* [Problem to solve] Read the data below. Then repeat all of it exactly.

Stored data
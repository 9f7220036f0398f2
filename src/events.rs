//! Core event types for the ETW collector
//!
//! This module defines the raw trace events delivered by a session and the
//! structured telemetry records forwarded to a sink.

use chrono::{DateTime, Utc};
use serde::{Deserialize, Serialize};
use std::collections::BTreeMap;
use uuid::Uuid;

/// Timestamp type for consistent time handling across the crate
pub type Timestamp = DateTime<Utc>;

/// Verbosity level of a trace provider or event
///
/// Ordered from least to most verbose. An event passes a level filter when
/// its level is less than or equal to the requested level.
#[derive(
    Debug, Clone, Copy, Serialize, Deserialize, PartialEq, Eq, Hash, PartialOrd, Ord, Default,
)]
#[serde(rename_all = "lowercase")]
pub enum TraceLevel {
    /// Always logged regardless of the requested level
    LogAlways = 0,
    /// Abnormal exit or termination
    Critical = 1,
    /// Severe errors
    Error = 2,
    /// Warnings such as allocation failures
    Warning = 3,
    /// Non-error informational events
    #[default]
    #[serde(alias = "info")]
    Informational = 4,
    /// Detailed diagnostic events
    Verbose = 5,
}

impl TraceLevel {
    /// Numeric level as used by the native tracing API
    pub fn as_u8(self) -> u8 {
        self as u8
    }

    /// Convert a native level value; unknown values are treated as verbose
    pub fn from_u8(value: u8) -> Self {
        match value {
            0 => TraceLevel::LogAlways,
            1 => TraceLevel::Critical,
            2 => TraceLevel::Error,
            3 => TraceLevel::Warning,
            4 => TraceLevel::Informational,
            _ => TraceLevel::Verbose,
        }
    }
}

/// Raw event captured from a trace session
#[derive(Debug, Clone, Serialize, Deserialize, PartialEq)]
pub struct TraceEvent {
    /// When the event was written
    pub timestamp: Timestamp,
    /// Name of the provider that wrote the event
    #[serde(default)]
    pub provider_name: String,
    /// Identifier of the provider that wrote the event
    #[serde(default)]
    pub provider_guid: Uuid,
    /// Provider-scoped event identifier
    #[serde(default)]
    pub event_id: u16,
    /// Event name, empty when the provider does not publish one
    #[serde(default)]
    pub event_name: String,
    /// Event verbosity level
    #[serde(default)]
    pub level: TraceLevel,
    /// Keyword bits the event was written with
    #[serde(default)]
    pub keywords: u64,
    #[serde(default)]
    pub opcode: u8,
    #[serde(default)]
    pub task: u16,
    /// Process that wrote the event
    #[serde(default)]
    pub process_id: u32,
    /// Thread that wrote the event
    #[serde(default)]
    pub thread_id: u32,
    /// Formatted message, if the provider supplies a message template
    #[serde(default)]
    pub formatted_message: Option<String>,
    /// Decoded payload fields
    #[serde(default)]
    pub payload: BTreeMap<String, serde_json::Value>,
}

impl TraceEvent {
    /// Create an event with the given provider name and level, stamped now
    pub fn new(provider_name: impl Into<String>, level: TraceLevel) -> Self {
        Self {
            timestamp: Utc::now(),
            provider_name: provider_name.into(),
            provider_guid: Uuid::nil(),
            event_id: 0,
            event_name: String::new(),
            level,
            keywords: 0,
            opcode: 0,
            task: 0,
            process_id: 0,
            thread_id: 0,
            formatted_message: None,
            payload: BTreeMap::new(),
        }
    }

    pub fn with_guid(mut self, guid: Uuid) -> Self {
        self.provider_guid = guid;
        self
    }

    pub fn with_event_id(mut self, event_id: u16) -> Self {
        self.event_id = event_id;
        self
    }

    pub fn with_keywords(mut self, keywords: u64) -> Self {
        self.keywords = keywords;
        self
    }

    pub fn with_message(mut self, message: impl Into<String>) -> Self {
        self.formatted_message = Some(message.into());
        self
    }

    pub fn with_payload(mut self, key: impl Into<String>, value: serde_json::Value) -> Self {
        self.payload.insert(key.into(), value);
        self
    }
}

/// Severity of a forwarded telemetry record
#[derive(Debug, Clone, Copy, Serialize, Deserialize, PartialEq, Eq, Hash, PartialOrd, Ord)]
#[serde(rename_all = "lowercase")]
pub enum Severity {
    Verbose,
    Information,
    Warning,
    Error,
    Critical,
}

impl From<TraceLevel> for Severity {
    fn from(level: TraceLevel) -> Self {
        match level {
            TraceLevel::Critical => Severity::Critical,
            TraceLevel::Error => Severity::Error,
            TraceLevel::Warning => Severity::Warning,
            TraceLevel::Informational | TraceLevel::LogAlways => Severity::Information,
            TraceLevel::Verbose => Severity::Verbose,
        }
    }
}

/// Structured key/value record forwarded to a telemetry sink
#[derive(Debug, Clone, Serialize, Deserialize, PartialEq)]
pub struct TelemetryRecord {
    pub timestamp: Timestamp,
    /// Record name, usually `<provider>/<event>`
    pub name: String,
    pub severity: Severity,
    pub message: String,
    pub properties: BTreeMap<String, String>,
    /// Identity of the collector that produced the record
    #[serde(default, skip_serializing_if = "Option::is_none")]
    pub sdk_version: Option<String>,
}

* [Solution for this problem]
repository 9f7220036f0398f2
filename src/events.rs
//! Core event types for the ETW collector
//!
//! This module defines the raw trace events delivered by a session and the
//! structured telemetry records forwarded to a sink.

use chrono::{DateTime, Utc};
use serde::{Deserialize, Serialize};
use std::collections::BTreeMap;
use uuid::Uuid;

/// Timestamp type for consistent time handling across the crate
pub type Timestamp = DateTime<Utc>;

/// Verbosity level of a trace provider or event
///
/// Ordered from least to most verbose. An event passes a level filter when
/// its level is less than or equal to the requested level.
#[derive(
    Debug, Clone, Copy, Serialize, Deserialize, PartialEq, Eq, Hash, PartialOrd, Ord, Default,
)]
#[serde(rename_all = "lowercase")]
pub enum TraceLevel {
    /// Always logged regardless of the requested level
    LogAlways = 0,
    /// Abnormal exit or termination
    Critical = 1,
    /// Severe errors
    Error = 2,
    /// Warnings such as allocation failures
    Warning = 3,
    /// Non-error informational events
    #[default]
    #[serde(alias = "info")]
    Informational = 4,
    /// Detailed diagnostic events
    Verbose = 5,
}

impl TraceLevel {
    /// Numeric level as used by the native tracing API
    pub fn as_u8(self) -> u8 {
        self as u8
    }

    /// Convert a native level value; unknown values are treated as verbose
    pub fn from_u8(value: u8) -> Self {
        match value {
            0 => TraceLevel::LogAlways,
            1 => TraceLevel::Critical,
            2 => TraceLevel::Error,
            3 => TraceLevel::Warning,
            4 => TraceLevel::Informational,
            _ => TraceLevel::Verbose,
        }
    }
}

/// Raw event captured from a trace session
#[derive(Debug, Clone, Serialize, Deserialize, PartialEq)]
pub struct TraceEvent {
    /// When the event was written
    pub timestamp: Timestamp,
    /// Name of the provider that wrote the event
    #[serde(default)]
    pub provider_name: String,
    /// Identifier of the provider that wrote the event
    #[serde(default)]
    pub provider_guid: Uuid,
    /// Provider-scoped event identifier
    #[serde(default)]
    pub event_id: u16,
    /// Event name, empty when the provider does not publish one
    #[serde(default)]
    pub event_name: String,
    /// Event verbosity level
    #[serde(default)]
    pub level: TraceLevel,
    /// Keyword bits the event was written with
    #[serde(default)]
    pub keywords: u64,
    #[serde(default)]
    pub opcode: u8,
    #[serde(default)]
    pub task: u16,
    /// Process that wrote the event
    #[serde(default)]
    pub process_id: u32,
    /// Thread that wrote the event
    #[serde(default)]
    pub thread_id: u32,
    /// Formatted message, if the provider supplies a message template
    #[serde(default)]
    pub formatted_message: Option<String>,
    /// Decoded payload fields
    #[serde(default)]
    pub payload: BTreeMap<String, serde_json::Value>,
}

impl TraceEvent {
    /// Create an event with the given provider name and level, stamped now
    pub fn new(provider_name: impl Into<String>, level: TraceLevel) -> Self {
        Self {
            timestamp: Utc::now(),
            provider_name: provider_name.into(),
            provider_guid: Uuid::nil(),
            event_id: 0,
            event_name: String::new(),
            level,
            keywords: 0,
            opcode: 0,
            task: 0,
            process_id: 0,
            thread_id: 0,
            formatted_message: None,
            payload: BTreeMap::new(),
        }
    }

    pub fn with_guid(mut self, guid: Uuid) -> Self {
        self.provider_guid = guid;
        self
    }

    pub fn with_event_id(mut self, event_id: u16) -> Self {
        self.event_id = event_id;
        self
    }

    pub fn with_keywords(mut self, keywords: u64) -> Self {
        self.keywords = keywords;
        self
    }

    pub fn with_message(mut self, message: impl Into<String>) -> Self {
        self.formatted_message = Some(message.into());
        self
    }

    pub fn with_payload(mut self, key: impl Into<String>, value: serde_json::Value) -> Self {
        self.payload.insert(key.into(), value);
        self
    }
}

/// Severity of a forwarded telemetry record
#[derive(Debug, Clone, Copy, Serialize, Deserialize, PartialEq, Eq, Hash, PartialOrd, Ord)]
#[serde(rename_all = "lowercase")]
pub enum Severity {
    Verbose,
    Information,
    Warning,
    Error,
    Critical,
}

impl From<TraceLevel> for Severity {
    fn from(level: TraceLevel) -> Self {
        match level {
            TraceLevel::Critical => Severity::Critical,
            TraceLevel::Error => Severity::Error,
            TraceLevel::Warning => Severity::Warning,
            TraceLevel::Informational | TraceLevel::LogAlways => Severity::Information,
            TraceLevel::Verbose => Severity::Verbose,
        }
    }
}

/// Structured key/value record forwarded to a telemetry sink
#[derive(Debug, Clone, Serialize, Deserialize, PartialEq)]
pub struct TelemetryRecord {
    pub timestamp: Timestamp,
    /// Record name, usually `<provider>/<event>`
    pub name: String,
    pub severity: Severity,
    pub message: String,
    pub properties: BTreeMap<String, String>,
    /// Identity of the collector that produced the record
    #[serde(default, skip_serializing_if = "Option::is_none")]
    pub sdk_version: Option<String>,
}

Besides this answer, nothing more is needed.